LibreOffice has not crashed on me at all. I don't use it every day tho. Which
version do you use, the 3.4.0? I stick with the 3.3.2 on Ubuntu still.
Regards from
Tom :slight_smile:

3.4.x is a development version and it's not suggested for production
environment but just for early adopters.

http://www.libreoffice.org/download/release-notes/

Davide

Hi2--
I am using aMacBook3,1; Intel Core 2 Duo; 2.2 GHz; L2 Cache: 4 MB; Memory:4 GB; Bus Speed: 800 MHz;
LibreOffice 3.3.; OOO330m19 (Build:202); tag libreoffice-3.3.2.2
Thanks for the several quick comments.
ernie kurtz

Hi. I use LO also on a makbook pro, every day. Firstly 3.3.2 and now 3.4 and I have not had a crash.

I wonder if it is the RTF file format. When does LO crash (what activity).
steve

Steve:
Several things can trigger a crash, but especially importing a file into the document on which I am working. Size seems to make no difference.
ek

Hi Ernest. On my office linux machine with LO 3.3.2, I get a crash on importing some older lotus files. Possibly it is the RTF format (or rather the import filter). Can you try using the odt format for a day to see if crashing stops and then may be a bug can be filed if the RTF import is the culprit.
steve

'Lo :frowning:
As one who uses only Writer on LO and OO, roughly on alternate days, never at the same time, I find LO to be less stable, crashing about every other time.  OO crashes are rare, maybe one in ten use-days.
But I keep hoping, as it appears there is more current work on LO.
BTW, I save all files in RTF.

I did that too maybe 10 or 15 years ago, which I later regretted very
much. Fortunately I need very few (none, I think) of those old
documents today. Since then I always make sure no RTF files comes near
me ever.

Kind regards

Johnny Rosenberg
ジョニー・ローゼンバーグ

Hi :slight_smile:
LibreOffice is more highly developed, it is developing faster and has a more
certain future. Substantial clean-up of the code has made it about 30% smaller
so it's faster to download and since it is more streamlined, hopefully it runs a
bit faster.

As one who uses only Writer on LO and OO, roughly on alternate days,
never at the same time, I find LO to be less stable, crashing about
every other time. OO crashes are rare, maybe one in ten use-days.
But I keep hoping, as it appears there is more current work on LO.
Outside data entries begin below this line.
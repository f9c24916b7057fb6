// SPDX-FileCopyrightText: 2026 Daniel Nylander <daniel@danielnylander.se>
//
// SPDX-License-Identifier: GPL-3.0-or-later

pub mod common;
pub mod gettext;
pub mod linguist;

pub use common::{parse_file, I18nFileKind, ParseError};
// SPDX-FileCopyrightText: 2026 Daniel Nylander <daniel@danielnylander.se>
//
// SPDX-License-Identifier: GPL-3.0-or-later

pub mod preview;
pub mod export;
pub mod statistics;

pub use preview::subcmd_preview;
pub use export::subcmd_export;
pub use statistics::subcmd_statistics;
It is expectable that LibO is more crash-prone: it has new features that
aren't as deeply tested as the rest of the code.
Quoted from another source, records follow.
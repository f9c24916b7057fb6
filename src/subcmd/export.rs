// SPDX-FileCopyrightText: 2026 Daniel Nylander <daniel@danielnylander.se>
//
// SPDX-License-Identifier: GPL-3.0-or-later

use std::path::{Path, PathBuf};
use serde::Serialize;
use thiserror::Error as TeError;

use crate::entry::TranslationEntry;
use crate::i18n_file::{self, ParseError};

#[derive(TeError, Debug)]
pub enum CmdError {
    #[error("Fail to load translation file because: {0}")]
    LoadFile(#[from] ParseError),
    #[error("Fail to write output file {0:?} because: {1}")]
    WriteOutput(PathBuf, #[source] std::io::Error),
    #[error("Fail to serialize entries: {0}")]
    Serde(#[from] serde_json::Error),
}

#[derive(clap::ValueEnum, Clone, Default, Copy, Debug)]
pub enum ExportFormat {
    #[default]
    Csv,
    Json,
}

/// The flat record shape both export formats share; field order here is the
/// CSV column order.
#[derive(Serialize)]
struct ExportRecord<'a> {
    msgid: &'a str,
    msgstr: &'a str,
    state: &'static str,
    context: &'a str,
    reference: &'a str,
    comment: &'a str,
}

impl<'a> ExportRecord<'a> {
    fn from_entry(entry: &'a TranslationEntry) -> Self {
        ExportRecord {
            msgid: &entry.source,
            msgstr: &entry.translation,
            state: entry.state.name(),
            context: &entry.context,
            reference: &entry.reference,
            comment: &entry.comment,
        }
    }
}

/// Quotes a CSV field when it contains a separator, quote or line break.
fn csv_escape(field: &str) -> String {
    if field.contains(['"', ',', '\n', '\r']) {
        format!("\"{}\"", field.replace('"', "\"\""))
    } else {
        field.to_string()
    }
}

fn render_csv(records: &[ExportRecord]) -> String {
    let mut out = String::from("msgid,msgstr,state,context,reference,comment\n");
    for record in records {
        let fields = [
            record.msgid,
            record.msgstr,
            record.state,
            record.context,
            record.reference,
            record.comment,
        ];
        let line: Vec<String> = fields.iter().map(|f| csv_escape(f)).collect();
        out.push_str(&line.join(","));
        out.push('\n');
    }
    out
}

pub fn subcmd_export(
    translation_file: &Path,
    format: ExportFormat,
    output: Option<&Path>,
) -> Result<(), CmdError> {
    let entries = i18n_file::parse_file(translation_file)?;
    let records: Vec<ExportRecord> = entries.iter().map(ExportRecord::from_entry).collect();

    let rendered = match format {
        ExportFormat::Csv => render_csv(&records),
        ExportFormat::Json => serde_json::to_string_pretty(&records)?,
    };

    match output {
        Some(path) => std::fs::write(path, rendered)
            .map_err(|e| CmdError::WriteOutput(path.to_path_buf(), e))?,
        None => println!("{rendered}"),
    }

    Ok(())
}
Also, the code cleanup may cause issues itself.

Keep your hope, more work means even if LibO has new issues, they'll be
fixed.

The best you can do to help that happen without looking at the code is
(attempt to) indentify what triggers each crash and fill a bug report if
there's none yet.

If it's your first time filling a bug report, this may help:
http://wiki.documentfoundation.org/BugReport

("identify" means not filling "Writer crashed here!!!" reports without
some more information, like:
- step-by-step instructions of what to do to raise the crash
- stack trace
- some office document (like a RTF file!) that causes a crash

That is, something that makes it easier to chase the problem.)
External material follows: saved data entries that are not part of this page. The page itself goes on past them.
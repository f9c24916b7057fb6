// SPDX-FileCopyrightText: 2026 Daniel Nylander <daniel@danielnylander.se>
//
// SPDX-License-Identifier: GPL-3.0-or-later

// Gettext PO/POT reader. PO file format reference:
// https://www.gnu.org/software/gettext/manual/html_node/PO-Files.html
//
// This is a best-effort field extractor, not a validating parser: malformed
// blocks degrade to empty fields instead of raising, and the only failure
// mode lives at the file-read level in the dispatcher.

use crate::entry::{EntryState, TranslationEntry};

/// Which logical field the continuation lines of a block currently extend.
enum Field {
    None,
    Msgctxt,
    Msgid,
    Msgstr,
}

/// Removes one wrapping quote pair and resolves the escape sequences
/// gettext uses inside msgid/msgstr strings.
fn unquote(raw: &str) -> String {
    let mut value = raw.trim();
    if value.len() >= 2 && value.starts_with('"') && value.ends_with('"') {
        value = &value[1..value.len() - 1];
    }
    value
        .replace("\\\"", "\"")
        .replace("\\n", "\n")
        .replace("\\t", "\t")
}

/// Parses one blank-line-delimited block into an entry.
///
/// Returns None for blocks whose assembled msgid is empty; that drops the
/// conventional PO header block along with pure-comment blocks.
fn parse_block(block: &str) -> Option<TranslationEntry> {
    let mut current = Field::None;
    let mut msgctxt = String::new();
    let mut msgid = String::new();
    let mut msgstr = String::new();
    let mut comments: Vec<String> = Vec::new();
    let mut references: Vec<String> = Vec::new();
    let mut fuzzy = false;

    for line in block.lines() {
        let line = line.trim();
        if line.starts_with("#,") && line.contains("fuzzy") {
            fuzzy = true;
        } else if let Some(rest) = line.strip_prefix("#:") {
            references.push(rest.trim().to_string());
        } else if let Some(rest) = line.strip_prefix("#.") {
            comments.push(rest.trim().to_string());
        } else if let Some(rest) = line.strip_prefix('#') {
            // Translator and other generic comments.
            comments.push(rest.trim().to_string());
        } else if let Some(rest) = line.strip_prefix("msgctxt ") {
            current = Field::Msgctxt;
            msgctxt.push_str(&unquote(rest));
        } else if let Some(rest) = line.strip_prefix("msgid ") {
            current = Field::Msgid;
            msgid.push_str(&unquote(rest));
        } else if let Some(rest) = line.strip_prefix("msgstr ") {
            current = Field::Msgstr;
            msgstr.push_str(&unquote(rest));
        } else if line.starts_with('"') {
            // Continuation of whichever field is open. A stray quoted line
            // before any field marker is silently dropped.
            match current {
                Field::Msgctxt => msgctxt.push_str(&unquote(line)),
                Field::Msgid => msgid.push_str(&unquote(line)),
                Field::Msgstr => msgstr.push_str(&unquote(line)),
                Field::None => {}
            }
        }
        // Anything else (msgid_plural, msgstr[N], stray text) is ignored.
    }

    if msgid.is_empty() {
        return None;
    }

    // Fuzzy wins over a present translation.
    let state = if fuzzy {
        EntryState::Fuzzy
    } else if !msgstr.is_empty() {
        EntryState::Translated
    } else {
        EntryState::Untranslated
    };

    Some(TranslationEntry::new(
        msgid,
        msgstr,
        state,
        msgctxt,
        comments.join(" "),
        references.join(", "),
    ))
}

/// Parses PO/POT text into entries, in block order.
pub fn parse_str(text: &str) -> Vec<TranslationEntry> {
    let mut entries = Vec::new();
    let mut block = String::new();
    for line in text.lines() {
        if line.trim().is_empty() {
            if !block.is_empty() {
                entries.extend(parse_block(&block));
                block.clear();
            }
        } else {
            block.push_str(line);
            block.push('\n');
        }
    }
    if !block.is_empty() {
        entries.extend(parse_block(&block));
    }
    entries
}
BTW, I save all files in RTF.

Please make sure you always keep the "main work copy" in OpenDocument
Format. Some other formats aren't completely implemented, may have some
issues.

Dunno about RTF, but this is the case with Microsoft's Office Open XML.

Also, even if the format is 100% supported, it may not support some ODF
feature used by LibO.

LibreOffice and OpenOffice.org separate projects.

Please note that some GNU/Linux distros distributed (distribute?)
OpenOffice.org with the Go-oo patches. Even if branded OpenOffice.org,
this is closer to LibreOffice than to OpenOffice.org.